Gece yatarken sanki dua ederek yatıyoruz gibi:

“Allah’ın n’olur sabah birisi hakkında linç başlatılsın da biz de hemen saldıralım…”

Normalde “mazluma kimlik sorulmaz.” Kültürüyle yetişmiş insanlar olarak fikrimizi ve konumumuzu değiştirdik galiba…

Şimdilerde;

“Linç edilecek olana kimlik sorulmaz.” Kıvamına geçtik.

Linç edilen insan veya kurum bas bas bağırsa da…

“O öyle değil, size anlatılanlar gibi değil, siz yanlış anladınız, algıya kurban gidiyoruz, yapmayın, etmeyin…” dese de hiç birimizin umurunda değil. Kulaklar tıkalı gerçeklere. Gerçeğin alıcısı yok zira.

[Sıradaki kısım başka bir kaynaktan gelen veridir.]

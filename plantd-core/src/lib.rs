//! Runtime-agnostic kernel building blocks shared by every fabric crate.
//!
//! - Pinned / `io_uring`-safe allocation ([`alloc`])
//! - Split-pump socket actor ([`actor`])
//! - Multi-peer router hub ([`router`])
//! - Zero-copy segmented read buffer ([`buffer`])
//! - Exponential reconnect backoff ([`reconnect`])
//! - Transport endpoint parsing ([`endpoint`])
//! - Transport configuration ([`options`])
//! - Error taxonomy ([`error`])
//! - TCP socket tuning ([`tcp`])
//!
//! ## Non-goals
//!
//! This crate stays below the wire protocol: framing lives in
//! `plantd-protocol`, and request/reply semantics live in the
//! `plantd-client`/`plantd-worker`/`plantd-broker` endpoint crates.

#![deny(unsafe_code)]
#![allow(clippy::cast_possible_truncation)]
#![allow(clippy::cast_sign_loss)]
#![allow(clippy::items_after_statements)]
#![allow(clippy::module_name_repetitions)]
#![allow(clippy::needless_pass_by_value)]
#![allow(clippy::needless_pass_by_ref_mut)]
#![allow(clippy::match_same_arms)]

pub mod actor;
pub mod alloc;
pub mod buffer;
pub mod endpoint;
pub mod error;
pub mod options;
pub mod reconnect;
pub mod router;
pub mod tcp;

/// Small prelude to make downstream crates ergonomic.
pub mod prelude {
    pub use crate::actor::{SocketActor, SocketEvent, UserCmd};
    pub use crate::alloc::{IoArena, SlabMut};
    pub use crate::error::{PlantdError, Result};
    pub use crate::options::TransportOptions;
    pub use crate::reconnect::ReconnectState;
    pub use crate::router::{HubEvent, PeerCmd, RouterCmd, RouterHub};
}
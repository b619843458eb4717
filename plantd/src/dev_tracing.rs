/// Development helper: initialize tracing subscriber when `RUST_LOG` is set.
///
/// Tests can call `plantd::dev_tracing::init_tracing()` to enable
/// structured logging for debugging. This is a no-op when `RUST_LOG` is not set
/// or when a global subscriber is already installed. The `plantd-broker`
/// binary uses `logging::init` instead, which always installs a subscriber.
pub fn init_tracing() {
    use std::env;

    if env::var("RUST_LOG").is_ok() {
        // Best-effort: try to init a fmt subscriber from env filter.
        let _ = tracing_subscriber::fmt()
            .with_env_filter(tracing_subscriber::EnvFilter::from_default_env())
            .try_init();
    }
}
//! Broker tuning knobs.

use std::time::Duration;

/// Default bound on a single service's pending-request queue.
///
/// Resolves spec §9 Open Question 2 ("request-queue bound is not
/// specified by MDPv0.2"): a large but finite bound, drop-oldest on
/// overflow, overridable via `PLANTD_BROKER_MAX_QUEUE`.
pub const DEFAULT_MAX_QUEUE: usize = 10_000;

/// Broker-wide timing and sizing configuration.
#[derive(Debug, Clone)]
pub struct BrokerConfig {
    /// Interval between broker<->worker heartbeats and the expiry sweep.
    pub heartbeat_interval: Duration,
    /// Missed intervals of silence from a worker before it's expired.
    pub heartbeat_liveness: u32,
    /// Maximum pending requests held per service before the oldest is dropped.
    pub max_queue: usize,
}

impl Default for BrokerConfig {
    fn default() -> Self {
        Self {
            heartbeat_interval: Duration::from_millis(2500),
            heartbeat_liveness: 3,
            max_queue: DEFAULT_MAX_QUEUE,
        }
    }
}

impl BrokerConfig {
    /// Build configuration from `PLANTD_*` environment variables,
    /// falling back to spec-normative defaults for anything unset or
    /// unparsable.
    #[must_use]
    pub fn from_env() -> Self {
        let mut config = Self::default();

        if let Some(v) = env_millis("PLANTD_HEARTBEAT_INTERVAL_MS") {
            config.heartbeat_interval = v;
        }
        if let Ok(v) = std::env::var("PLANTD_HEARTBEAT_LIVENESS") {
            if let Ok(parsed) = v.parse() {
                config.heartbeat_liveness = parsed;
            }
        }
        if let Ok(v) = std::env::var("PLANTD_BROKER_MAX_QUEUE") {
            if let Ok(parsed) = v.parse() {
                config.max_queue = parsed;
            }
        }

        config
    }

    /// The age beyond which a worker's silence marks it dead.
    #[must_use]
    pub fn liveness_window(&self) -> Duration {
        self.heartbeat_interval * self.heartbeat_liveness
    }
}

fn env_millis(key: &str) -> Option<Duration> {
    std::env::var(key).ok()?.parse::<u64>().ok().map(Duration::from_millis)
}
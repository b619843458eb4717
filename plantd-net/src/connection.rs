//! Reconnecting single-peer TCP connection for client and worker endpoints.
//!
//! Modeled on the teacher's `DealerSocket` construction: a [`SocketActor`]
//! owns the stream and runs on its own task, a [`Session`] reassembles
//! frames into [`Message`]s, and the two are joined over `flume`
//! channels. Unlike the teacher's socket, which reconnects the same
//! `DealerSocket` value in place, `Connection::reconnect` tears the
//! whole actor down and re-arms from scratch -- new stream, new peer
//! identity handshake, new `Session` -- matching this fabric's client
//! retry algorithm (spec step 4: "reconnect from scratch").

use std::net::SocketAddr;

use bytes::BytesMut;
use flume::{Receiver, Sender};
use plantd_core::alloc::IoArena;
use plantd_core::actor::{SocketActor, SocketEvent, UserCmd};
use plantd_core::error::PlantdError;
use plantd_core::options::TransportOptions;
use plantd_core::reconnect::ReconnectState;
use plantd_protocol::codec::encode_multipart;
use plantd_protocol::message::{Header, Message};
use plantd_protocol::session::{Session, SessionEvent};

/// A reconnecting, single-peer TCP connection speaking MDPv0.2.
///
/// One `Connection` backs one `plantd-client` or `plantd-worker`
/// endpoint. It is not `Sync`; callers that need to share one across
/// tasks must external-mutex it, per the fabric's "caller owns
/// linearisation" rule.
pub struct Connection {
    addr: SocketAddr,
    header: Header,
    options: TransportOptions,
    cmd_tx: Sender<UserCmd>,
    event_rx: Receiver<SocketEvent>,
    session: Session,
    reconnect: ReconnectState,
}

impl Connection {
    /// Connect to `addr`, identifying this peer with `header`
    /// (`Header::Client` or `Header::Worker`).
    pub async fn connect(
        addr: SocketAddr,
        header: Header,
        options: TransportOptions,
    ) -> Result<Self, PlantdError> {
        let (cmd_tx, event_rx) = spawn_actor(addr, &options).await?;
        Ok(Self {
            addr,
            header,
            reconnect: ReconnectState::new(&options),
            options,
            cmd_tx,
            event_rx,
            session: new_session(&options),
        })
    }

    /// Encode and send a message to the connected peer.
    pub fn send(&self, message: &Message) -> Result<(), PlantdError> {
        let mut buf = BytesMut::new();
        encode_multipart(&message.encode(), &mut buf);
        self.cmd_tx
            .send(UserCmd::SendBytes(buf.freeze()))
            .map_err(|_| PlantdError::ChannelSend)
    }

    /// Wait for the next fully decoded message.
    ///
    /// Returns `Err(PlantdError::Transport(_))` once the underlying
    /// connection is lost; the caller decides whether to call
    /// [`Connection::reconnect`] or give up.
    pub async fn recv(&mut self) -> Result<Message, PlantdError> {
        loop {
            match self.event_rx.recv_async().await {
                Ok(SocketEvent::Connected) => continue,
                Ok(SocketEvent::ReceivedBytes(bytes)) => {
                    for event in self.session.on_bytes(bytes) {
                        match event {
                            SessionEvent::Message(message) => return Ok(message),
                            SessionEvent::Malformed(err) => {
                                tracing::warn!(error = %err, "dropped malformed message from peer");
                            }
                        }
                    }
                }
                Ok(SocketEvent::Disconnected) | Err(_) => {
                    return Err(PlantdError::transport("connection to peer lost"));
                }
            }
        }
    }

    /// Tear down the current actor (if still alive) and reconnect from
    /// scratch, honoring the exponential backoff schedule.
    ///
    /// Resets the session: any partially assembled message from the
    /// old connection is discarded, matching "reconnect from scratch".
    pub async fn reconnect(&mut self) -> Result<(), PlantdError> {
        let delay = self.reconnect.next_delay();
        if !delay.is_zero() {
            compio::time::sleep(delay).await;
        }

        let _ = self.cmd_tx.send(UserCmd::Close);

        let (cmd_tx, event_rx) = spawn_actor(self.addr, &self.options).await?;
        self.cmd_tx = cmd_tx;
        self.event_rx = event_rx;
        self.session = new_session(&self.options);
        self.reconnect.reset();
        Ok(())
    }

    /// The protocol header this connection identifies itself with.
    #[must_use]
    pub const fn header(&self) -> Header {
        self.header
    }

    /// Close the connection without reconnecting.
    pub fn close(&self) {
        let _ = self.cmd_tx.send(UserCmd::Close);
    }
}

fn new_session(options: &TransportOptions) -> Session {
    match options.max_msg_size {
        Some(max) => Session::with_max_msg_size(max),
        None => Session::new(),
    }
}

async fn spawn_actor(
    addr: SocketAddr,
    options: &TransportOptions,
) -> Result<(Sender<UserCmd>, Receiver<SocketEvent>), PlantdError> {
    let connect_fut = compio::net::TcpStream::connect(addr);
    let stream = if options.connect_timeout.is_zero() {
        connect_fut.await
    } else {
        compio::time::timeout(options.connect_timeout, connect_fut)
            .await
            .map_err(|_| PlantdError::transport("connect timed out"))?
    }
    .map_err(|e| PlantdError::transport(e.to_string()))?;

    plantd_core::tcp::enable_tcp_nodelay(&stream).map_err(PlantdError::Io)?;

    let (cmd_tx, cmd_rx) = flume::unbounded();
    let (event_tx, event_rx) = flume::unbounded();
    let actor = SocketActor::new(stream, event_tx, cmd_rx, IoArena::new())
        .with_read_chunk(options.read_buffer_size);

    compio::runtime::spawn(actor.run()).detach();

    Ok((cmd_tx, event_rx))
}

“Vurun abalıya” mantığı ön planda.

Linç edenler arasında da kutuplaşma var ha…

Herkes aynı değil.

Örneğin muhafazakar kesim linç ederken asla kimlik sormuyor. Hatta kendinden olana daha fazla vuruyor. Vurmakla kalmayıp karşı tarafın önüne yem olarak atıyor. Karşı taraf da yeterince hırpaladıktan sonra da takip ediyorlar linç ettiklerini. Görevinden alındıysa tekrar görevine döndü mü dönmedi mi diye ciddi anlamda takip ediyorlar.

Seküler kesim öyle değil mesela. Onlar mazluma da kimlik soruyorlar, linç edeceklerine de kimlik soruyorlar.

Kendileri gibi düşünenler tecavüzcü de olsa, gaspçı da olsa, hırsız da olsa, rüşvetçi de olsa, teröriste destek de verseler asla toz kondurmuyorlar kendi adamlarına.

Hatta öyle bir savunmaya geçiyorlar ki, hırsıza hırsız diyen neredeyse nedamet getirecek. Teröriste terörist diyene lafını yedirecekler sanki.

Onlar öyle diye beri taraf da mı öyle olsun?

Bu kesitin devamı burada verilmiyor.